(Dataset entries)

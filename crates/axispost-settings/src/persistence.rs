//! Loading and saving post parameters
//!
//! Files are JSON or TOML, chosen by extension. Both paths validate so an
//! invalid parameter set never reaches the posting stages.

use axispost_core::{PostError, Result};
use std::path::{Path, PathBuf};
use tracing::{debug, info};

use crate::params::PostParameters;

const CONFIG_DIR_NAME: &str = "axispost";
const CONFIG_FILE_NAME: &str = "post_parameters.toml";

enum Format {
    Json,
    Toml,
}

fn format_of(path: &Path) -> Result<Format> {
    if path.extension().is_some_and(|ext| ext == "json") {
        Ok(Format::Json)
    } else if path.extension().is_some_and(|ext| ext == "toml") {
        Ok(Format::Toml)
    } else {
        Err(PostError::other(
            "Post parameter file must be .json or .toml".to_string(),
        ))
    }
}

impl PostParameters {
    /// Load parameters from a JSON or TOML file and validate them
    pub fn load_from_file(path: &Path) -> Result<Self> {
        let format = format_of(path)?;
        let content = std::fs::read_to_string(path)
            .map_err(|e| PostError::other(format!("Failed to read post parameters: {}", e)))?;

        let params: Self = match format {
            Format::Json => serde_json::from_str(&content)
                .map_err(|e| PostError::other(format!("Invalid JSON post parameters: {}", e)))?,
            Format::Toml => toml::from_str(&content)
                .map_err(|e| PostError::other(format!("Invalid TOML post parameters: {}", e)))?,
        };

        params.validate()?;
        debug!("Loaded post parameters from {}", path.display());
        Ok(params)
    }

    /// Validate and save parameters as JSON or TOML
    pub fn save_to_file(&self, path: &Path) -> Result<()> {
        self.validate()?;

        let content = match format_of(path)? {
            Format::Json => serde_json::to_string_pretty(self)
                .map_err(|e| PostError::other(format!("Failed to serialize post parameters: {}", e)))?,
            Format::Toml => toml::to_string_pretty(self)
                .map_err(|e| PostError::other(format!("Failed to serialize post parameters: {}", e)))?,
        };

        if let Some(parent) = path.parent() {
            if !parent.as_os_str().is_empty() {
                std::fs::create_dir_all(parent).map_err(|e| {
                    PostError::other(format!("Failed to create config directory: {}", e))
                })?;
            }
        }
        std::fs::write(path, content)
            .map_err(|e| PostError::other(format!("Failed to write post parameters: {}", e)))?;

        info!("Saved post parameters to {}", path.display());
        Ok(())
    }

    /// Platform configuration location for the parameter file
    pub fn default_config_path() -> Option<PathBuf> {
        dirs::config_dir().map(|dir| dir.join(CONFIG_DIR_NAME).join(CONFIG_FILE_NAME))
    }

    /// Load from `path`, or the default location when `None`, falling back
    /// to defaults when no file exists
    pub fn load_or_default(path: Option<&Path>) -> Result<Self> {
        let path = match path {
            Some(p) => Some(p.to_path_buf()),
            None => Self::default_config_path(),
        };
        match path {
            Some(path) if path.exists() => Self::load_from_file(&path),
            _ => Ok(Self::default()),
        }
    }
}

- **Directions**
After identifying the lines above that contain "const", copy each one.

- **Output for this task**
const CONFIG_DIR_NAME: &str = "axispost";
const CONFIG_FILE_NAME: &str = "post_parameters.toml";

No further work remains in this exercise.